WORK TO BE COMPLETED: Please print each record that follows precisely as it appears.

Collected data

════

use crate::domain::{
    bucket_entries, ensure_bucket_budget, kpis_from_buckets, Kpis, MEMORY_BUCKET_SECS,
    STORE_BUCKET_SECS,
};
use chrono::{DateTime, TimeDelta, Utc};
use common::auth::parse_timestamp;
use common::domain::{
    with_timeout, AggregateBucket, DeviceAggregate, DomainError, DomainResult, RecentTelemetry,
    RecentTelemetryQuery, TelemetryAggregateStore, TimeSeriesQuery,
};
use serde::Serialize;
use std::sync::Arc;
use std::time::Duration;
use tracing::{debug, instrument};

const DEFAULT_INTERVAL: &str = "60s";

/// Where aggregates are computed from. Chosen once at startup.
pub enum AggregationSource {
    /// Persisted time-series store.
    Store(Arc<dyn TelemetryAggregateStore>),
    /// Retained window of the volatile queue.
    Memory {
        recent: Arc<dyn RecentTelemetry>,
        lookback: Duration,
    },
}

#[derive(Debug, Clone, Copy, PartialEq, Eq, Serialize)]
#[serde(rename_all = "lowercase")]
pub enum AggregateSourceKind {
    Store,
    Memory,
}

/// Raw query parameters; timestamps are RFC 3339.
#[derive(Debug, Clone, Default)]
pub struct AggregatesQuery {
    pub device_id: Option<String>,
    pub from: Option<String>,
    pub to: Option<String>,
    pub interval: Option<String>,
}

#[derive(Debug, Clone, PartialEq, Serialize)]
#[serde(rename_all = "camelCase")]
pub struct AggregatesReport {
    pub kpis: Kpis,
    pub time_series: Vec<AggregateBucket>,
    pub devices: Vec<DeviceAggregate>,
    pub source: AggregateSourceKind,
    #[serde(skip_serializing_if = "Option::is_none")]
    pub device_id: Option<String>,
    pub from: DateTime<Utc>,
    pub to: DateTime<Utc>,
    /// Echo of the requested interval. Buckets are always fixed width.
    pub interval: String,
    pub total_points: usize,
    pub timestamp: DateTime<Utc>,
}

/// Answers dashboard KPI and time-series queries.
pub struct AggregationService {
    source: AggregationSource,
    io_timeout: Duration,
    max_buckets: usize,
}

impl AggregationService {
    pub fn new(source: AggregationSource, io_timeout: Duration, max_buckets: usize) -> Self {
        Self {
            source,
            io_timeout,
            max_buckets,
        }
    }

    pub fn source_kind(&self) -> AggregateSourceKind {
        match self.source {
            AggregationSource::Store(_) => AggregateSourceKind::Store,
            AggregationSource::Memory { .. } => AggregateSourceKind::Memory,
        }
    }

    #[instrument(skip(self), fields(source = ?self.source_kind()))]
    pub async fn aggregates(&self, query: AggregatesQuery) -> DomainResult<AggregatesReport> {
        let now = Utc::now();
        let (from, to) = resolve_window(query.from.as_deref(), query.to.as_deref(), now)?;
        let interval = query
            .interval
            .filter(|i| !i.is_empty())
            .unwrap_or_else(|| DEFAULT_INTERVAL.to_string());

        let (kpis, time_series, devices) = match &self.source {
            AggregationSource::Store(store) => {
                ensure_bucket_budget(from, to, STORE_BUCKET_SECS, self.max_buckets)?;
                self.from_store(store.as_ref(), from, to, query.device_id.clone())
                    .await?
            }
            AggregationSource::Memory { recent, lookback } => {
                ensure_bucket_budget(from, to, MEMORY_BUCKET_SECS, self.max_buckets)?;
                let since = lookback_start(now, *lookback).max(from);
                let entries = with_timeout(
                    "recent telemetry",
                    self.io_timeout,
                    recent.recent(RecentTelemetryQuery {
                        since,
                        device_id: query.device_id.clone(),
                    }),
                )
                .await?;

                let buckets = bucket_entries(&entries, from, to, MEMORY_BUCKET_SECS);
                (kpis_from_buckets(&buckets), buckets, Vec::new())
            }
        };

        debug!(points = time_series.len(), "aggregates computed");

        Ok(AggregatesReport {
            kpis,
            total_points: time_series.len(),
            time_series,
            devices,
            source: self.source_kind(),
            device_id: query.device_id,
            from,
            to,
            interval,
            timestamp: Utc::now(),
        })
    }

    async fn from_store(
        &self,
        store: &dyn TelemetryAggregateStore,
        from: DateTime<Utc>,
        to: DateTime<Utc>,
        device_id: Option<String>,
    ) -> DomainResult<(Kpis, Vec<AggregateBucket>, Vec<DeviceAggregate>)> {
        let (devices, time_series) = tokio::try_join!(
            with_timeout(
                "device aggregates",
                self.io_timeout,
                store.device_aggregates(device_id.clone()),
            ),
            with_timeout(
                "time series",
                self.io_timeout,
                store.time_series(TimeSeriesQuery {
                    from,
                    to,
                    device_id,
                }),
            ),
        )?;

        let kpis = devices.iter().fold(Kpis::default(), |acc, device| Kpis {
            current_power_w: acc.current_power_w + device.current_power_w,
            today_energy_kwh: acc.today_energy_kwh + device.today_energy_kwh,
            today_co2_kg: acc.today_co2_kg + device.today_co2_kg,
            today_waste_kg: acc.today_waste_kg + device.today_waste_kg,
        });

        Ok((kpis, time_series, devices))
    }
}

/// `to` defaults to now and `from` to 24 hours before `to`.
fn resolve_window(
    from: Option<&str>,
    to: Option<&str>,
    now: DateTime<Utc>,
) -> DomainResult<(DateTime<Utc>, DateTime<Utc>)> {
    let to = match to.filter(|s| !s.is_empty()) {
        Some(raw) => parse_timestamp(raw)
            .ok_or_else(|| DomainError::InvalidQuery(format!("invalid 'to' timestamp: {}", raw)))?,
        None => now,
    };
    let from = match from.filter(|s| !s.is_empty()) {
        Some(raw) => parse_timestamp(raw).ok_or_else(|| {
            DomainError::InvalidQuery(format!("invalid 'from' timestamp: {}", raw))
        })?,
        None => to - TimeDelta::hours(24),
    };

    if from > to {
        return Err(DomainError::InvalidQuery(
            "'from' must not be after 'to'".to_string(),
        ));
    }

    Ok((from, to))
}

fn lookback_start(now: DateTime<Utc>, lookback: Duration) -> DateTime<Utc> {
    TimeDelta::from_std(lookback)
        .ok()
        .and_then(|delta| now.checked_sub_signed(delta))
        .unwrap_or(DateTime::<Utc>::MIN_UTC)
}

════

ANSWER TO THE PROBLEM:
use crate::domain::{
    bucket_entries, ensure_bucket_budget, kpis_from_buckets, Kpis, MEMORY_BUCKET_SECS,
    STORE_BUCKET_SECS,
};
use chrono::{DateTime, TimeDelta, Utc};
use common::auth::parse_timestamp;
use common::domain::{
    with_timeout, AggregateBucket, DeviceAggregate, DomainError, DomainResult, RecentTelemetry,
    RecentTelemetryQuery, TelemetryAggregateStore, TimeSeriesQuery,
};
use serde::Serialize;
use std::sync::Arc;
use std::time::Duration;
use tracing::{debug, instrument};

const DEFAULT_INTERVAL: &str = "60s";

/// Where aggregates are computed from. Chosen once at startup.
pub enum AggregationSource {
    /// Persisted time-series store.
    Store(Arc<dyn TelemetryAggregateStore>),
    /// Retained window of the volatile queue.
    Memory {
        recent: Arc<dyn RecentTelemetry>,
        lookback: Duration,
    },
}

#[derive(Debug, Clone, Copy, PartialEq, Eq, Serialize)]
#[serde(rename_all = "lowercase")]
pub enum AggregateSourceKind {
    Store,
    Memory,
}

/// Raw query parameters; timestamps are RFC 3339.
#[derive(Debug, Clone, Default)]
pub struct AggregatesQuery {
    pub device_id: Option<String>,
    pub from: Option<String>,
    pub to: Option<String>,
    pub interval: Option<String>,
}

#[derive(Debug, Clone, PartialEq, Serialize)]
#[serde(rename_all = "camelCase")]
pub struct AggregatesReport {
    pub kpis: Kpis,
    pub time_series: Vec<AggregateBucket>,
    pub devices: Vec<DeviceAggregate>,
    pub source: AggregateSourceKind,
    #[serde(skip_serializing_if = "Option::is_none")]
    pub device_id: Option<String>,
    pub from: DateTime<Utc>,
    pub to: DateTime<Utc>,
    /// Echo of the requested interval. Buckets are always fixed width.
    pub interval: String,
    pub total_points: usize,
    pub timestamp: DateTime<Utc>,
}

/// Answers dashboard KPI and time-series queries.
pub struct AggregationService {
    source: AggregationSource,
    io_timeout: Duration,
    max_buckets: usize,
}

impl AggregationService {
    pub fn new(source: AggregationSource, io_timeout: Duration, max_buckets: usize) -> Self {
        Self {
            source,
            io_timeout,
            max_buckets,
        }
    }

    pub fn source_kind(&self) -> AggregateSourceKind {
        match self.source {
            AggregationSource::Store(_) => AggregateSourceKind::Store,
            AggregationSource::Memory { .. } => AggregateSourceKind::Memory,
        }
    }

    #[instrument(skip(self), fields(source = ?self.source_kind()))]
    pub async fn aggregates(&self, query: AggregatesQuery) -> DomainResult<AggregatesReport> {
        let now = Utc::now();
        let (from, to) = resolve_window(query.from.as_deref(), query.to.as_deref(), now)?;
        let interval = query
            .interval
            .filter(|i| !i.is_empty())
            .unwrap_or_else(|| DEFAULT_INTERVAL.to_string());

        let (kpis, time_series, devices) = match &self.source {
            AggregationSource::Store(store) => {
                ensure_bucket_budget(from, to, STORE_BUCKET_SECS, self.max_buckets)?;
                self.from_store(store.as_ref(), from, to, query.device_id.clone())
                    .await?
            }
            AggregationSource::Memory { recent, lookback } => {
                ensure_bucket_budget(from, to, MEMORY_BUCKET_SECS, self.max_buckets)?;
                let since = lookback_start(now, *lookback).max(from);
                let entries = with_timeout(
                    "recent telemetry",
                    self.io_timeout,
                    recent.recent(RecentTelemetryQuery {
                        since,
                        device_id: query.device_id.clone(),
                    }),
                )
                .await?;

                let buckets = bucket_entries(&entries, from, to, MEMORY_BUCKET_SECS);
                (kpis_from_buckets(&buckets), buckets, Vec::new())
            }
        };

        debug!(points = time_series.len(), "aggregates computed");

        Ok(AggregatesReport {
            kpis,
            total_points: time_series.len(),
            time_series,
            devices,
            source: self.source_kind(),
            device_id: query.device_id,
            from,
            to,
            interval,
            timestamp: Utc::now(),
        })
    }

    async fn from_store(
        &self,
        store: &dyn TelemetryAggregateStore,
        from: DateTime<Utc>,
        to: DateTime<Utc>,
        device_id: Option<String>,
    ) -> DomainResult<(Kpis, Vec<AggregateBucket>, Vec<DeviceAggregate>)> {
        let (devices, time_series) = tokio::try_join!(
            with_timeout(
                "device aggregates",
                self.io_timeout,
                store.device_aggregates(device_id.clone()),
            ),
            with_timeout(
                "time series",
                self.io_timeout,
                store.time_series(TimeSeriesQuery {
                    from,
                    to,
                    device_id,
                }),
            ),
        )?;

        let kpis = devices.iter().fold(Kpis::default(), |acc, device| Kpis {
            current_power_w: acc.current_power_w + device.current_power_w,
            today_energy_kwh: acc.today_energy_kwh + device.today_energy_kwh,
            today_co2_kg: acc.today_co2_kg + device.today_co2_kg,
            today_waste_kg: acc.today_waste_kg + device.today_waste_kg,
        });

        Ok((kpis, time_series, devices))
    }
}

/// `to` defaults to now and `from` to 24 hours before `to`.
fn resolve_window(
    from: Option<&str>,
    to: Option<&str>,
    now: DateTime<Utc>,
) -> DomainResult<(DateTime<Utc>, DateTime<Utc>)> {
    let to = match to.filter(|s| !s.is_empty()) {
        Some(raw) => parse_timestamp(raw)
            .ok_or_else(|| DomainError::InvalidQuery(format!("invalid 'to' timestamp: {}", raw)))?,
        None => now,
    };
    let from = match from.filter(|s| !s.is_empty()) {
        Some(raw) => parse_timestamp(raw).ok_or_else(|| {
            DomainError::InvalidQuery(format!("invalid 'from' timestamp: {}", raw))
        })?,
        None => to - TimeDelta::hours(24),
    };

    if from > to {
        return Err(DomainError::InvalidQuery(
            "'from' must not be after 'to'".to_string(),
        ));
    }

    Ok((from, to))
}

fn lookback_start(now: DateTime<Utc>, lookback: Duration) -> DateTime<Utc> {
    TimeDelta::from_std(lookback)
        .ok()
        .and_then(|delta| now.checked_sub_signed(delta))
        .unwrap_or(DateTime::<Utc>::MIN_UTC)
}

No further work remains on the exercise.